• What you are asked to do: Given the records below, would you repeat exactly the lines that begin at the one containing "filename crates/ut-core/src/bucket.rs" and end at the one containing "pub const fn floor(&self, timestamp_ms: i64)", inclusive?

(Data entries)
* * * * * * *

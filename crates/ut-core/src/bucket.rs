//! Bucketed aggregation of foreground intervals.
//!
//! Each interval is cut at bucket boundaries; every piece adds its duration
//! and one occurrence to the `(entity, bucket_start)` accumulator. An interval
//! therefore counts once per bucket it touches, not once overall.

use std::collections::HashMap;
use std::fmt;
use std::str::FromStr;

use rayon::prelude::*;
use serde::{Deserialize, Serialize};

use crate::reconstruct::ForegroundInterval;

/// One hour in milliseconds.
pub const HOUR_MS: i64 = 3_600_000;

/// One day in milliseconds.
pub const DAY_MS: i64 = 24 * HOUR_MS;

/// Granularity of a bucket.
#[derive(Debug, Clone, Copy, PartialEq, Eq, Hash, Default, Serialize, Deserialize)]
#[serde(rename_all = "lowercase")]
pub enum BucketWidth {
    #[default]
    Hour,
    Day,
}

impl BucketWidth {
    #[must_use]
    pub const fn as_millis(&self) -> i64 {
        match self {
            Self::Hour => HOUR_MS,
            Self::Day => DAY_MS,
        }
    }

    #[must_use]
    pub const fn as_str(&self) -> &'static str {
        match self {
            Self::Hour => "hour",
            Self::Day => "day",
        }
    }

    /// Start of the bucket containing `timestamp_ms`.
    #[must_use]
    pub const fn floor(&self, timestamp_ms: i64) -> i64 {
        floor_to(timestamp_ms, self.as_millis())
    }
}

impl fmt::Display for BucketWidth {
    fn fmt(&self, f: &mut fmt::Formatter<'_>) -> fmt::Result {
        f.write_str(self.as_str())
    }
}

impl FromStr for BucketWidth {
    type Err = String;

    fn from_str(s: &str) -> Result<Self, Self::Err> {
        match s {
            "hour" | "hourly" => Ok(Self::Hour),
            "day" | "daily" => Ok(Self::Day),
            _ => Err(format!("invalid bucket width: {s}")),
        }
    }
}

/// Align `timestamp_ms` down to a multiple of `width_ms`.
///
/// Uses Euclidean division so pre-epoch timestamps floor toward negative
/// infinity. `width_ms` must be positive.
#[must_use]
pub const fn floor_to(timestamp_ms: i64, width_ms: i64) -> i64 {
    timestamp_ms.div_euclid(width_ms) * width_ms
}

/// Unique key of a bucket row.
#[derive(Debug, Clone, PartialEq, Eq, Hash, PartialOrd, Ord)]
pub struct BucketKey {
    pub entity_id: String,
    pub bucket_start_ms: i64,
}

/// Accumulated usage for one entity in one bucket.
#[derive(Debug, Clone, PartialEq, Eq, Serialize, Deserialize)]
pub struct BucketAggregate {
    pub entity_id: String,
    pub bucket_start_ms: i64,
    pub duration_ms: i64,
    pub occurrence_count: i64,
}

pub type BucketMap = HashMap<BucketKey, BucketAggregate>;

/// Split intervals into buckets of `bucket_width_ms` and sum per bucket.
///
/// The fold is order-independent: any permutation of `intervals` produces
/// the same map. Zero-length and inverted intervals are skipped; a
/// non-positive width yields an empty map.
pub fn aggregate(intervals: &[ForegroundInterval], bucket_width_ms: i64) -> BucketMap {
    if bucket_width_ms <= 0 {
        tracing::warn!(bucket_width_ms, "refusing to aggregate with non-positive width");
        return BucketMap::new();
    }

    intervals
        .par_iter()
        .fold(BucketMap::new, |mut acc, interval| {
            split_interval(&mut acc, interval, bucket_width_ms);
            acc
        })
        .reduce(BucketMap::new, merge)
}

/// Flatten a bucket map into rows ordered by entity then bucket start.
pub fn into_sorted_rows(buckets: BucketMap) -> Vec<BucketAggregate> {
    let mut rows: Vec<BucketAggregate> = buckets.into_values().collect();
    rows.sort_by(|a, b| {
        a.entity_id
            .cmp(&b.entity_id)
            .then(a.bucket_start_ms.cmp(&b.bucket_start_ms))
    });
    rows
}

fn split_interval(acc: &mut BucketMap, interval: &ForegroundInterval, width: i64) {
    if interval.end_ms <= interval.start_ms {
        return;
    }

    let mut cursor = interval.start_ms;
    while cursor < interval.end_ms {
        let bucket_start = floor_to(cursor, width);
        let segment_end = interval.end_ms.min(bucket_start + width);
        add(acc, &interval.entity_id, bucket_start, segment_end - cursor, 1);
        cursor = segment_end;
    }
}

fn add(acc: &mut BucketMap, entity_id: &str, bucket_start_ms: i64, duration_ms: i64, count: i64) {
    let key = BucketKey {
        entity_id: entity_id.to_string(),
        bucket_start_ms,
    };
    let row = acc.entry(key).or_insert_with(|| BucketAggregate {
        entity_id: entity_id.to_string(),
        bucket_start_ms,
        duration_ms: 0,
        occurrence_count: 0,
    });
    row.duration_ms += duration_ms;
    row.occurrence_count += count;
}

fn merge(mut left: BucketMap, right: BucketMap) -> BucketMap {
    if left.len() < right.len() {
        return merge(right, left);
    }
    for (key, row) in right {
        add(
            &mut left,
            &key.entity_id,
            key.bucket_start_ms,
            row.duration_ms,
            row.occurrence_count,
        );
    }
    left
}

* * * * * * *

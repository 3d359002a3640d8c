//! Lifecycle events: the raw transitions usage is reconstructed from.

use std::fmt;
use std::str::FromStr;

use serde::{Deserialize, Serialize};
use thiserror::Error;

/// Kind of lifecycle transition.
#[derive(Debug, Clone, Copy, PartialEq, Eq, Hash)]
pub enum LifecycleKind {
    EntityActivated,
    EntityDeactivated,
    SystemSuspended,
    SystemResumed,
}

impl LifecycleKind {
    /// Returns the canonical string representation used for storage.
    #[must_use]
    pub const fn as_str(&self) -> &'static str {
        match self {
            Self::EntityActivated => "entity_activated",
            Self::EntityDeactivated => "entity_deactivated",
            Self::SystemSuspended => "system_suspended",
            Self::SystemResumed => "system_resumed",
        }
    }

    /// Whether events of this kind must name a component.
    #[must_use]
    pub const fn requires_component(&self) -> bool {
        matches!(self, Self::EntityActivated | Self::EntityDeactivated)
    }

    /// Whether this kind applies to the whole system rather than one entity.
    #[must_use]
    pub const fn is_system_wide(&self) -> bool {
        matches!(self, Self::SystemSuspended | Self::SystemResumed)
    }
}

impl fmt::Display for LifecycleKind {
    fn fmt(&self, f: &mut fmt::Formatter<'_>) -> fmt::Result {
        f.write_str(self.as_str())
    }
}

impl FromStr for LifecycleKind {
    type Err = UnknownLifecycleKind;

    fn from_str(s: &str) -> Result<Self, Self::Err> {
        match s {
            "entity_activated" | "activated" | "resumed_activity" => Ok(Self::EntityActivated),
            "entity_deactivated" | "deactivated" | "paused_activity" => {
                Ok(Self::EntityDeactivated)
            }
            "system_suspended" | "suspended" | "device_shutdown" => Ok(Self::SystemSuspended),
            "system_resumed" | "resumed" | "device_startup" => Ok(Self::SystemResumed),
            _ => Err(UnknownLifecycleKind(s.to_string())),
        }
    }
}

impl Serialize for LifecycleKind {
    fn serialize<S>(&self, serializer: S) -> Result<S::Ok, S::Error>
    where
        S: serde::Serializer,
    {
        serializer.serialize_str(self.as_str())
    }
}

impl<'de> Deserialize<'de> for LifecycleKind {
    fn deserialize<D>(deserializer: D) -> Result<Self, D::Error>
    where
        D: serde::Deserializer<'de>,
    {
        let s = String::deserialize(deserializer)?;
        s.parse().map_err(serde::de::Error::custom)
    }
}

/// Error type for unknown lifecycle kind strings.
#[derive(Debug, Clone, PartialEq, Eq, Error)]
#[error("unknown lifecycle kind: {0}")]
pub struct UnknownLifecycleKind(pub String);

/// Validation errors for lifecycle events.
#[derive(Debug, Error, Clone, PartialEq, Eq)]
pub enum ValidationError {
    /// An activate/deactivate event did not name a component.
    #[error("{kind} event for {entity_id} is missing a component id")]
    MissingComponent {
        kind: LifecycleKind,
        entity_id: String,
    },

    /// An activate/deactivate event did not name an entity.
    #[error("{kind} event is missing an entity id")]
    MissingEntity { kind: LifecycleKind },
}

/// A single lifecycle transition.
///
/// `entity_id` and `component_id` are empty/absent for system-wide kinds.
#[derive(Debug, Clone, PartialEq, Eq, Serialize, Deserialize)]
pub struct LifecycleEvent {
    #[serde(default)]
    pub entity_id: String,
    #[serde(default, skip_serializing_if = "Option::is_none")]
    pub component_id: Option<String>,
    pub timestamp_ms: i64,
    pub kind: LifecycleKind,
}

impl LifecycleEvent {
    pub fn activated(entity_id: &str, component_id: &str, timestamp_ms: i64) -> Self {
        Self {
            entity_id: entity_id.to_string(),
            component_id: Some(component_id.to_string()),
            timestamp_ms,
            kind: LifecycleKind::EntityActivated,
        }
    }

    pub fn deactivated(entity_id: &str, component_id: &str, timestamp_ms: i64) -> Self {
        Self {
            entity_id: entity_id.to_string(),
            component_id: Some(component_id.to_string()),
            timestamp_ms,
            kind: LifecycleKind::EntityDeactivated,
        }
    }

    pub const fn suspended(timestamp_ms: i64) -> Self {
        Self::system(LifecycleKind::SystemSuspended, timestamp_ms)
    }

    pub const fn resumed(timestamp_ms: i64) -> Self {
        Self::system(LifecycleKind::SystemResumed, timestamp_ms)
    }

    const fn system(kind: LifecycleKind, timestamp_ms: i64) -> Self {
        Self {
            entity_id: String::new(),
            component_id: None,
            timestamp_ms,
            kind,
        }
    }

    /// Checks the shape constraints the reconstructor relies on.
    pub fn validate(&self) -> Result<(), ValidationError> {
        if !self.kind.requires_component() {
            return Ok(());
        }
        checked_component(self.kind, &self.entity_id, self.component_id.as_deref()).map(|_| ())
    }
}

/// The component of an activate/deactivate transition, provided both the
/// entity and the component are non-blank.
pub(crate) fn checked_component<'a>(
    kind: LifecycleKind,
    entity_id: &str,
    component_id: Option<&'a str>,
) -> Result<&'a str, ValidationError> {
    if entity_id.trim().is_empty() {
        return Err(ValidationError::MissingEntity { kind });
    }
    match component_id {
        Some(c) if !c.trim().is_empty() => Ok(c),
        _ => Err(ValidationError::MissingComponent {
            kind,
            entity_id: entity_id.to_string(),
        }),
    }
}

* * * * * * *

• Exercise solution:
filename crates/ut-core/src/bucket.rs
//! Bucketed aggregation of foreground intervals.
//!
//! Each interval is cut at bucket boundaries; every piece adds its duration
//! and one occurrence to the `(entity, bucket_start)` accumulator. An interval
//! therefore counts once per bucket it touches, not once overall.

use std::collections::HashMap;
use std::fmt;
use std::str::FromStr;

use rayon::prelude::*;
use serde::{Deserialize, Serialize};

use crate::reconstruct::ForegroundInterval;

/// One hour in milliseconds.
pub const HOUR_MS: i64 = 3_600_000;

/// One day in milliseconds.
pub const DAY_MS: i64 = 24 * HOUR_MS;

/// Granularity of a bucket.
#[derive(Debug, Clone, Copy, PartialEq, Eq, Hash, Default, Serialize, Deserialize)]
#[serde(rename_all = "lowercase")]
pub enum BucketWidth {
    #[default]
    Hour,
    Day,
}

impl BucketWidth {
    #[must_use]
    pub const fn as_millis(&self) -> i64 {
        match self {
            Self::Hour => HOUR_MS,
            Self::Day => DAY_MS,
        }
    }

    #[must_use]
    pub const fn as_str(&self) -> &'static str {
        match self {
            Self::Hour => "hour",
            Self::Day => "day",
        }
    }

    /// Start of the bucket containing `timestamp_ms`.
    #[must_use]
    pub const fn floor(&self, timestamp_ms: i64) -> i64 {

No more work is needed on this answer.